# Cutlery Handle Turning



## Huey (Sep 2, 2012)

Hi Everyone,
Is there any one out there who may able to help in relation to turning handles for cutlery (cake servers, bottle openers, cheese knives etc). Any good sites that I could go to see and get ideas on how to turn them up and what to use acrylic / resin or timber blanks.

Regards 
Huey


----------



## duncsuss (Aug 21, 2009)

Welcome :yes:

Sorry, can't really help ... except it crossed my mind that John Lucas has posted several photos of hand mirrors (which have a handle similar to cutlery). Maybe search the forum for those posts.


----------



## sawdustfactory (Jan 30, 2011)

I've turned cheese knives and entire cheese sets (fork, slicer, knife). Bottle openers are also very easy to turn.


----------



## DaveTTC (May 25, 2012)

Huey said:


> Hi Everyone,
> Is there any one out there who may able to help in relation to turning handles for cutlery (cake servers, bottle openers, cheese knives etc). Any good sites that I could go to see and get ideas on how to turn them up and what to use acrylic / resin or timber blanks.
> 
> Regards
> Huey


I use timber blanks but you can use other mediums as well. You will find that different shapes and lengths will appeal to different people depending on the size of there hand. 

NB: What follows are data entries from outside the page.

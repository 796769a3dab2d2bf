//! AppBuilder - アプリケーションの構築とワイヤリング
//!
//! # 学習ポイント
//! - Builder パターンの実装
//! - 起動時検証（Fail-fast 設計）
//! - テストダブルの差し込み（store / clock / notifier）

use std::sync::Arc;

use crate::app::{Planner, ReminderScanner};
use crate::config::PlannerConfig;
use crate::impls::{DesktopNotifier, LogNotifier, SqliteTaskStore};
use crate::ports::{Clock, Notifier, SystemClock, TaskStore};

/// tick 間隔は 1 分未満でないと、分の境界をまたいで 1 分まるごと飛ばしうる
const MINUTE_SECS: u64 = 60;

/// AppBuilder はアプリケーションを構築
///
/// # 使用例
/// ```ignore
/// let app = AppBuilder::new(config)
///     .with_clock(Arc::new(FixedClock::new(now)))
///     .build()?;
/// app.planner.initialize().await;
/// let reminders = app.scanner.spawn();
/// ```
///
/// 差し替えなかった部品は config から作る:
/// - store: `SqliteTaskStore`（`storage.database_path`）
/// - clock: `SystemClock`
/// - notifier: `notification.desktop` が true なら `DesktopNotifier`、それ以外は `LogNotifier`
pub struct AppBuilder {
    config: PlannerConfig,
    store: Option<Arc<dyn TaskStore>>,
    clock: Option<Arc<dyn Clock>>,
    notifier: Option<Arc<dyn Notifier>>,
}

/// BuildError はアプリケーション構築時のエラー
#[derive(Debug, thiserror::Error)]
pub enum BuildError {
    #[error("storage.database_path is empty")]
    MissingDatabasePath,

    #[error(
        "reminder.tick_interval_secs = {0} must be shorter than a minute; reminders would be skipped"
    )]
    TickIntervalTooLong(u64),
}

impl AppBuilder {
    pub fn new(config: PlannerConfig) -> Self {
        Self {
            config,
            store: None,
            clock: None,
            notifier: None,
        }
    }

    pub fn with_store(mut self, store: Arc<dyn TaskStore>) -> Self {
        self.store = Some(store);
        self
    }

    pub fn with_clock(mut self, clock: Arc<dyn Clock>) -> Self {
        self.clock = Some(clock);
        self
    }

    pub fn with_notifier(mut self, notifier: Arc<dyn Notifier>) -> Self {
        self.notifier = Some(notifier);
        self
    }

    /// 設定を検証して App を生成
    pub fn build(self) -> Result<App, BuildError> {
        let config = self.config;

        if config.reminder.tick_interval_secs >= MINUTE_SECS {
            return Err(BuildError::TickIntervalTooLong(
                config.reminder.tick_interval_secs,
            ));
        }

        let store: Arc<dyn TaskStore> = match self.store {
            Some(store) => store,
            None => {
                if config.storage.database_path.as_os_str().is_empty() {
                    return Err(BuildError::MissingDatabasePath);
                }
                Arc::new(SqliteTaskStore::new(&config.storage))
            }
        };
        let clock: Arc<dyn Clock> = match self.clock {
            Some(clock) => clock,
            None => Arc::new(SystemClock),
        };
        let notifier: Arc<dyn Notifier> = match self.notifier {
            Some(notifier) => notifier,
            None if config.notification.desktop => Arc::new(DesktopNotifier::new()),
            None => Arc::new(LogNotifier),
        };

        let scanner = ReminderScanner::new(
            Arc::clone(&store),
            Arc::clone(&clock),
            notifier,
            config.reminder.clone(),
            config.notification.clone(),
        );

        Ok(App {
            planner: Planner::new(store),
            scanner,
            clock,
            config,
        })
    }
}

/// App は組み立て済みの部品一式
///
/// Planner と ReminderScanner は同じ TaskStore を共有するが、
/// 呼び出しごとに接続を開くのでメモリ上の共有状態は無い。
pub struct App {
    pub planner: Planner,
    pub scanner: ReminderScanner,
    pub clock: Arc<dyn Clock>,
    pub config: PlannerConfig,
}
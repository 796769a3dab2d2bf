use chrono::{NaiveDate, NaiveTime, Timelike};
use serde::{Deserialize, Serialize};
use std::fmt;
use std::str::FromStr;

use super::errors::TimeError;

/// 時刻（分解能は分）。表示・保存は常に zero-padded の `HH:MM`。
///
/// 入力は `([01]?[0-9]|2[0-3]):[0-5][0-9]` を全体一致で受け付ける（`9:05` も可）。
/// zero-padding されているので、文字列の辞書順 = 時系列順になる。
#[derive(Debug, Clone, Copy, PartialEq, Eq, Hash, PartialOrd, Ord, Serialize, Deserialize)]
#[serde(try_from = "String", into = "String")]
pub struct TaskTime {
    hour: u8,
    minute: u8,
}

impl TaskTime {
    pub fn new(hour: u8, minute: u8) -> Result<Self, TimeError> {
        if hour > 23 || minute > 59 {
            return Err(TimeError::Invalid(format!("{hour}:{minute}")));
        }
        Ok(Self { hour, minute })
    }

    /// Truncates seconds; used by the reminder scanner to compare against "now".
    pub fn from_naive(time: NaiveTime) -> Self {
        Self {
            hour: time.hour() as u8,
            minute: time.minute() as u8,
        }
    }

    pub fn hour(&self) -> u8 {
        self.hour
    }

    pub fn minute(&self) -> u8 {
        self.minute
    }
}

impl FromStr for TaskTime {
    type Err = TimeError;

    fn from_str(s: &str) -> Result<Self, Self::Err> {
        let invalid = || TimeError::Invalid(s.to_string());

        let (h, m) = s.split_once(':').ok_or_else(invalid)?;
        // hour: 1-2 digits, minute: exactly 2 digits
        if h.is_empty() || h.len() > 2 || m.len() != 2 {
            return Err(invalid());
        }
        if !h.bytes().chain(m.bytes()).all(|b| b.is_ascii_digit()) {
            return Err(invalid());
        }

        let hour: u8 = h.parse().map_err(|_| invalid())?;
        let minute: u8 = m.parse().map_err(|_| invalid())?;
        Self::new(hour, minute).map_err(|_| invalid())
    }
}

impl fmt::Display for TaskTime {
    fn fmt(&self, f: &mut fmt::Formatter<'_>) -> fmt::Result {
        write!(f, "{:02}:{:02}", self.hour, self.minute)
    }
}

impl TryFrom<String> for TaskTime {
    type Error = TimeError;

    fn try_from(value: String) -> Result<Self, Self::Error> {
        value.parse()
    }
}

impl From<TaskTime> for String {
    fn from(value: TaskTime) -> Self {
        value.to_string()
    }
}

/// 1 行分の Task。
///
/// `(name, date)` が事実上のキーだが、ストレージ側で一意制約はかけていない。
#[derive(Debug, Clone, PartialEq, Eq, Serialize, Deserialize)]
pub struct Task {
    pub name: String,
    pub time: TaskTime,
    pub date: NaiveDate,
    pub description: Option<String>,
    pub completed: bool,
}

/// 作成時の入力。`completed` は常に false で作られる。
#[derive(Debug, Clone, PartialEq, Eq)]
pub struct NewTask {
    pub name: String,
    pub time: TaskTime,
    pub date: NaiveDate,
    pub description: Option<String>,
}

impl NewTask {
    pub fn new(name: impl Into<String>, date: NaiveDate, time: TaskTime) -> Self {
        Self {
            name: name.into(),
            time,
            date,
            description: None,
        }
    }

    pub fn with_description(mut self, description: impl Into<String>) -> Self {
        self.description = Some(description.into());
        self
    }

    pub fn into_task(self) -> Task {
        Task {
            name: self.name,
            time: self.time,
            date: self.date,
            description: self.description,
            completed: false,
        }
    }
}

Let your imagination be your guide, turn a practice piece that you find comfortable and scale it up and down for different size hands.

Dave The Turning Cowboy


----------



## NCPaladin (Aug 7, 2010)

This one is mainly an ad for their steb center but it may give you an idea.




Roy Underhill, just a few weeks ago, showed turning a tool handle offset.
Start with a rectangular blank. The small end (ferrule end) will be kept on center and the large end will be offset. By moving only the large end you will come out with rounded over edges. Looking at it from the side the remaining flat will be a tall V shape with the small end of the V at the ferrule and becoming wider as it approaches the end of the handle.


----------